Am nächsten Samstag wiederum feiert in Locarno ein Film Premiere, den außer dem künstlerischen Leiter des Festivals im Tessin, Giona A. Nazzaro, wohl niemand mehr auf dem Schirm hatte: »Mektoub. My Love: Canto Due« von Abdellatif Kechiche. Es ist der Abschluss einer Trilogie, die mit 2017 mit „Canto Uno“ in Venedig lanciert wurde und mit »Intermezzo« 2019 eine Fortsetzung in Cannes fand, die sich zu einem Fiasko ohnegleichen auswuchs. Nazzaro pries den Comeback-Film als das "Werk eines Poeten", der sein volles künstlerisches Potenzial ausschöpfe. In den Ohren vieler Kritiker mochte das wie eine Drohung klingen.

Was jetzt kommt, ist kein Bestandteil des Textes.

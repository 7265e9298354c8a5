pub mod input_scanner;

pub use input_scanner::{parse_path_list, InputScanner};
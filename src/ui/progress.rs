use crate::batch::{ConversionEvent, EventKind};
use crate::ui::output::format_duration;
use indicatif::{MultiProgress, ProgressBar, ProgressStyle};
use std::time::Duration;

pub struct ProgressManager {
    multi_progress: MultiProgress,
    enabled: bool,
}

impl ProgressManager {
    pub fn new(enabled: bool) -> Self {
        Self {
            multi_progress: MultiProgress::new(),
            enabled,
        }
    }

    pub fn create_file_progress(&self, total_files: u64) -> ProgressBar {
        if !self.enabled {
            return ProgressBar::hidden();
        }

        let pb = self.multi_progress.add(ProgressBar::new(total_files));
        pb.set_style(
            ProgressStyle::with_template(
                "{spinner:.green} [{elapsed_precise}] [{bar:40.cyan/blue}] {pos:>5}/{len:5} files {msg}",
            )
            .unwrap_or_else(|_| ProgressStyle::default_bar())
            .progress_chars("#>-"),
        );
        pb.set_message("Reading cxr files...");
        pb.enable_steady_tick(Duration::from_millis(100));
        pb
    }

    pub fn suspend<F, R>(&self, f: F) -> R
    where
        F: FnOnce() -> R,
    {
        if self.enabled {
            self.multi_progress.suspend(f)
        } else {
            f()
        }
    }

    pub fn clear(&self) {
        if self.enabled {
            self.multi_progress.clear().ok();
        }
    }

    pub fn is_enabled(&self) -> bool {
        self.enabled
    }
}

impl Default for ProgressManager {
    fn default() -> Self {
        Self::new(true)
    }
}

/// Advances the file bar once per input, whether it was parsed or skipped.
pub fn update_file_progress(pb: &ProgressBar, event: &ConversionEvent) {
    match event.kind {
        EventKind::FileStarted => pb.set_message(event.message.clone()),
        EventKind::FileParsed | EventKind::FileSkipped => pb.inc(1),
        EventKind::WorkbookStarted => pb.set_message("Writing xlsx..."),
        _ => {}
    }
}

pub fn finish_progress_with_summary(pb: &ProgressBar, message: &str, duration: Duration) {
    let final_message = format!("{} (completed in {})", message, format_duration(duration));
    pb.finish_with_message(final_message);
}

#[cfg(test)]
mod tests {
    use super::*;

    #[test]
    fn test_progress_manager_creation() {
        let manager = ProgressManager::new(true);
        assert!(manager.is_enabled());

        let disabled_manager = ProgressManager::new(false);
        assert!(!disabled_manager.is_enabled());
    }

    #[test]
    fn test_disabled_progress_bars() {
        let manager = ProgressManager::new(false);
        let file_pb = manager.create_file_progress(10);
        assert!(file_pb.is_hidden());
    }

    #[test]
    fn test_update_file_progress_counts_parsed_and_skipped() {
        let pb = ProgressBar::hidden();
        pb.set_length(3);

        update_file_progress(&pb, &ConversionEvent::info(EventKind::FileStarted, "a.cxr"));
        update_file_progress(&pb, &ConversionEvent::success(EventKind::FileParsed, "a.cxr"));
        update_file_progress(
            &pb,
            &ConversionEvent::warning(EventKind::RecordsMalformed, "a.cxr"),
        );
        update_file_progress(&pb, &ConversionEvent::warning(EventKind::FileSkipped, "b.cxr"));
        update_file_progress(
            &pb,
            &ConversionEvent::success(EventKind::WorkbookWritten, "out.xlsx"),
        );

        assert_eq!(pb.position(), 2);
    }
}
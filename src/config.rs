use crate::error::{Cxr2XlsxError, Result};
use chrono::format::{Item, StrftimeItems};
use serde::{Deserialize, Serialize};
use std::path::{Path, PathBuf};

#[derive(Debug, Clone, Default, Deserialize, Serialize)]
#[serde(default)]
pub struct Config {
    pub parser: ParserConfig,
    pub output: OutputConfig,
    pub batch: BatchConfig,
}

#[derive(Debug, Clone, Deserialize, Serialize)]
#[serde(default)]
pub struct ParserConfig {
    pub marker: String,
    pub prefix_len: usize,
    pub suffix_len: usize,
    pub strict: bool,
    pub encoding: String,
}

#[derive(Debug, Clone, Deserialize, Serialize)]
#[serde(default)]
pub struct OutputConfig {
    pub directory: PathBuf,
    pub file_prefix: String,
    pub timestamp_format: String,
    pub mode: ConversionMode,
}

#[derive(Debug, Clone, Deserialize, Serialize)]
#[serde(default)]
pub struct BatchConfig {
    pub on_error: ErrorPolicy,
    pub recursive: bool,
    pub max_depth: usize,
}

/// Combined writes one workbook with a sheet per input; per-file writes one workbook each.
#[derive(Debug, Clone, Copy, Default, PartialEq, Eq, Deserialize, Serialize)]
#[serde(rename_all = "kebab-case")]
pub enum ConversionMode {
    #[default]
    Combined,
    PerFile,
}

#[derive(Debug, Clone, Copy, Default, PartialEq, Eq, Deserialize, Serialize)]
#[serde(rename_all = "kebab-case")]
pub enum ErrorPolicy {
    #[default]
    Abort,
    Continue,
}

impl Default for ParserConfig {
    fn default() -> Self {
        Self {
            marker: "SYMBOL".to_string(),
            prefix_len: 5,
            suffix_len: 2,
            strict: false,
            encoding: "auto".to_string(),
        }
    }
}

impl Default for OutputConfig {
    fn default() -> Self {
        Self {
            directory: std::env::current_dir().unwrap_or_else(|_| PathBuf::from(".")),
            file_prefix: "Variable-Table-".to_string(),
            timestamp_format: "%Y%m%d-%H%M%S".to_string(),
            mode: ConversionMode::Combined,
        }
    }
}

impl Default for BatchConfig {
    fn default() -> Self {
        Self {
            on_error: ErrorPolicy::Abort,
            recursive: true,
            max_depth: 8,
        }
    }
}

impl Config {
    pub fn new() -> Self {
        Self::default()
    }

    pub fn load_from_file<P: AsRef<Path>>(path: P) -> Result<Self> {
        let path = path.as_ref();

        if !path.exists() {
            return Err(Cxr2XlsxError::Config {
                message: format!("Configuration file not found: {}", path.display()),
            });
        }

        let content = std::fs::read_to_string(path).map_err(|e| Cxr2XlsxError::Config {
            message: format!("Failed to read config file {}: {}", path.display(), e),
        })?;

        let config: Config = toml::from_str(&content).map_err(|e| Cxr2XlsxError::Config {
            message: format!("Failed to parse config file {}: {}", path.display(), e),
        })?;

        Ok(config)
    }

    pub fn load_with_defaults<P: AsRef<Path>>(config_path: Option<P>) -> Result<Self> {
        match config_path {
            Some(path) => Self::load_from_file(path),
            None => {
                let default_paths = ["cxr2xlsx.toml", ".cxr2xlsx.toml"];

                for default_path in &default_paths {
                    if Path::new(default_path).exists() {
                        return Self::load_from_file(default_path);
                    }
                }

                Ok(Self::default())
            }
        }
    }

    pub fn merge_with_cli_args(&mut self, cli_args: &CliOverrides) {
        if let Some(mode) = cli_args.mode {
            self.output.mode = mode;
        }

        if let Some(ref output_dir) = cli_args.output_dir {
            self.output.directory = output_dir.clone();
        }

        if let Some(ref prefix) = cli_args.file_prefix {
            self.output.file_prefix = prefix.clone();
        }

        if let Some(strict) = cli_args.strict {
            self.parser.strict = strict;
        }

        if let Some(ref encoding) = cli_args.encoding {
            self.parser.encoding = encoding.trim().to_lowercase();
        }

        if let Some(on_error) = cli_args.on_error {
            self.batch.on_error = on_error;
        }

        if let Some(recursive) = cli_args.recursive {
            self.batch.recursive = recursive;
        }
    }

    pub fn save_to_file<P: AsRef<Path>>(&self, path: P) -> Result<()> {
        let path = path.as_ref();
        let content = toml::to_string_pretty(self).map_err(|e| Cxr2XlsxError::Config {
            message: format!("Failed to serialize config: {}", e),
        })?;

        std::fs::write(path, content).map_err(|e| Cxr2XlsxError::Config {
            message: format!("Failed to write config file {}: {}", path.display(), e),
        })?;

        Ok(())
    }

    pub fn validate(&self) -> Result<()> {
        if self.parser.marker.is_empty() {
            return Err(Cxr2XlsxError::Config {
                message: "Marker token must not be empty".to_string(),
            });
        }

        if self.parser.encoding != "auto"
            && encoding_rs::Encoding::for_label(self.parser.encoding.as_bytes()).is_none()
        {
            return Err(Cxr2XlsxError::Config {
                message: format!("Unknown text encoding: {}", self.parser.encoding),
            });
        }

        if self.output.file_prefix.trim().is_empty() {
            return Err(Cxr2XlsxError::Config {
                message: "Output file prefix must not be empty".to_string(),
            });
        }

        if self.output.file_prefix.contains(['/', '\\']) {
            return Err(Cxr2XlsxError::Config {
                message: format!(
                    "Output file prefix must not contain path separators: {}",
                    self.output.file_prefix
                ),
            });
        }

        if self.output.timestamp_format.trim().is_empty() {
            return Err(Cxr2XlsxError::Config {
                message: "Timestamp format must not be empty".to_string(),
            });
        }

        if StrftimeItems::new(&self.output.timestamp_format).any(|item| matches!(item, Item::Error)) {
            return Err(Cxr2XlsxError::Config {
                message: format!(
                    "Invalid timestamp format: {}",
                    self.output.timestamp_format
                ),
            });
        }

        if self.batch.max_depth == 0 {
            return Err(Cxr2XlsxError::Config {
                message: "Maximum directory depth must be greater than 0".to_string(),
            });
        }

        if self.output.directory.exists() && !self.output.directory.is_dir() {
            return Err(Cxr2XlsxError::Config {
                message: format!(
                    "Output path is not a directory: {}",
                    self.output.directory.display()
                ),
            });
        }

        Ok(())
    }

    pub fn create_sample_config() -> String {
        let mut sample_config = Self::default();
        sample_config.output.directory = PathBuf::from(".");
        toml::to_string_pretty(&sample_config).unwrap_or_else(|_| String::new())
    }
}

#[derive(Debug, Default)]
pub struct CliOverrides {
    pub mode: Option<ConversionMode>,
    pub output_dir: Option<PathBuf>,
    pub file_prefix: Option<String>,
    pub strict: Option<bool>,
    pub encoding: Option<String>,
    pub on_error: Option<ErrorPolicy>,
    pub recursive: Option<bool>,
}

impl CliOverrides {
    pub fn new() -> Self {
        Self::default()
    }

    pub fn with_mode(mut self, mode: Option<ConversionMode>) -> Self {
        self.mode = mode;
        self
    }

    pub fn with_output_dir(mut self, output_dir: Option<PathBuf>) -> Self {
        self.output_dir = output_dir;
        self
    }

    pub fn with_file_prefix(mut self, prefix: Option<String>) -> Self {
        self.file_prefix = prefix;
        self
    }

    pub fn with_strict(mut self, strict: Option<bool>) -> Self {
        self.strict = strict;
        self
    }

    pub fn with_encoding(mut self, encoding: Option<String>) -> Self {
        self.encoding = encoding;
        self
    }

    pub fn with_on_error(mut self, on_error: Option<ErrorPolicy>) -> Self {
        self.on_error = on_error;
        self
    }

    pub fn with_recursive(mut self, recursive: Option<bool>) -> Self {
        self.recursive = recursive;
        self
    }
}
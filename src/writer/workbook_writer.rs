use crate::error::{Cxr2XlsxError, Result};
use crate::parser::VariableRecord;
use rust_xlsxwriter::{ColNum, Format, RowNum, Workbook, Worksheet};
use std::collections::HashSet;
use std::fs;
use std::path::{Path, PathBuf};

pub const XLSX_EXTENSION: &str = "xlsx";

/// Writes variable records into xlsx workbooks, one row per record and no header row.
pub struct WorkbookWriter {
    deduplicate_sheet_names: bool,
}

impl WorkbookWriter {
    pub fn new() -> Self {
        Self {
            deduplicate_sheet_names: true,
        }
    }

    /// When enabled, repeated sheet names get numeric suffixes (`X`, `X1`, `X2`)
    /// instead of failing the save.
    pub fn with_deduplicated_sheet_names(mut self, enabled: bool) -> Self {
        self.deduplicate_sheet_names = enabled;
        self
    }

    /// Writes a workbook holding a single sheet. Returns the path actually
    /// written, which always ends in `.xlsx`. Existing files are overwritten.
    pub fn write_single_sheet(
        &self,
        output_path: &Path,
        sheet_name: &str,
        records: &[VariableRecord],
    ) -> Result<PathBuf> {
        let mut workbook = Workbook::new();
        let worksheet = workbook.add_worksheet();
        fill_worksheet(worksheet, sheet_name, records)?;

        self.save(&mut workbook, output_path)
    }

    /// Writes one sheet per `(sheet_name, records)` pair, in order. Nothing is
    /// written when the two lists differ in length.
    pub fn write_multi_sheet<S, R>(
        &self,
        output_path: &Path,
        sheet_names: &[S],
        record_lists: &[R],
    ) -> Result<PathBuf>
    where
        S: AsRef<str>,
        R: AsRef<[VariableRecord]>,
    {
        if sheet_names.len() != record_lists.len() {
            return Err(Cxr2XlsxError::SheetCountMismatch {
                sheets: sheet_names.len(),
                record_sets: record_lists.len(),
            });
        }

        let names: Vec<String> = if self.deduplicate_sheet_names {
            unique_sheet_names(sheet_names)
        } else {
            sheet_names.iter().map(|n| n.as_ref().to_string()).collect()
        };

        let mut workbook = Workbook::new();
        for (name, records) in names.iter().zip(record_lists) {
            let worksheet = workbook.add_worksheet();
            fill_worksheet(worksheet, name, records.as_ref())?;
        }

        self.save(&mut workbook, output_path)
    }

    fn save(&self, workbook: &mut Workbook, output_path: &Path) -> Result<PathBuf> {
        let path = ensure_xlsx_extension(output_path);

        if let Some(parent) = path.parent() {
            if !parent.as_os_str().is_empty() && !parent.exists() {
                fs::create_dir_all(parent)?;
            }
        }

        workbook.save(&path)?;
        Ok(path)
    }
}

impl Default for WorkbookWriter {
    fn default() -> Self {
        Self::new()
    }
}

fn fill_worksheet(
    worksheet: &mut Worksheet,
    sheet_name: &str,
    records: &[VariableRecord],
) -> Result<()> {
    worksheet.set_name(sheet_name)?;

    // A blank cell only reaches the file when it carries a non-default format.
    let empty_row = Format::new().set_num_format("@");

    for (index, record) in records.iter().enumerate() {
        let row = RowNum::try_from(index).map_err(|_| Cxr2XlsxError::ConversionFailed {
            message: format!("Too many records for sheet '{}'", sheet_name),
        })?;

        // Every record owns a row.
        if record.is_empty() {
            worksheet.write_blank(row, 0, &empty_row)?;
            continue;
        }

        for (col, cell) in record.to_row().iter().enumerate() {
            // Blank fields stay as empty cells.
            if cell.is_empty() {
                continue;
            }
            worksheet.write_string(row, col as ColNum, *cell)?;
        }
    }

    Ok(())
}

/// Appends `.xlsx` unless the path already ends with it.
pub fn ensure_xlsx_extension(path: &Path) -> PathBuf {
    if path.extension().is_some_and(|ext| ext == XLSX_EXTENSION) {
        return path.to_path_buf();
    }

    let mut with_extension = path.as_os_str().to_owned();
    with_extension.push(".");
    with_extension.push(XLSX_EXTENSION);
    PathBuf::from(with_extension)
}

/// Makes sheet names unique, ignoring case, by appending the smallest free
/// numeric suffix to repeats.
pub fn unique_sheet_names<S: AsRef<str>>(names: &[S]) -> Vec<String> {
    let mut taken: HashSet<String> = HashSet::new();
    let mut unique = Vec::with_capacity(names.len());

    for name in names {
        let base = name.as_ref();
        let mut candidate = base.to_string();
        let mut suffix = 1;

        while taken.contains(&candidate.to_lowercase()) {
            candidate = format!("{}{}", base, suffix);
            suffix += 1;
        }

        taken.insert(candidate.to_lowercase());
        unique.push(candidate);
    }

    unique
}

Dabei fing diese filmische Abenteuergeschichte einigermaßen vielversprechend an. »Canto Uno« ist vage von Francois Bégaudeaus Roman "La blessure, la vraie" inspiriert. Im Zentrum steht eine Dreiecksgeschichte. Amin kehrt in den Sommerferien 1994 zu seiner Familie nach Sète zurück. Er hat sein Studium in Paris aufgegeben und will Filmemacher werden, schreibt an einem Science-Fiction-Drehbuch. Diese denkfaule Prämisse lastet indes nicht schwer auf dem Film, den in der Folge ist kaum noch davon die Rede. Zu Beginn beobachtet er seine beste Freundin Ophélie und seinen Cousin Tony beim Sex, eine fast so ausführliche Kunstfilm-Soft-/Hardcore-Szene, wie wir sie aus »Blau ist eine warme Farbe« gewohnt sind. Die Beziehung der Zwei muss geheim bleiben, denn Ophélie ist verlobt und Tony ebenfalls fest liiert. Allerdings ist er ein Serienfremdgänger, der Touristinnenherzen bricht und auch sonst reichlich Unruhe stiftet. Überhaupt wird in diesem Film in Kaskaden angebaggert Zunächst besitzt »Canto Uno« einen wirklich schönen sommerlichen Elan, umgibt seine Hauptfiguren mit einem temperamentvollen Ensemble von Freunden und Familienmitgliedern.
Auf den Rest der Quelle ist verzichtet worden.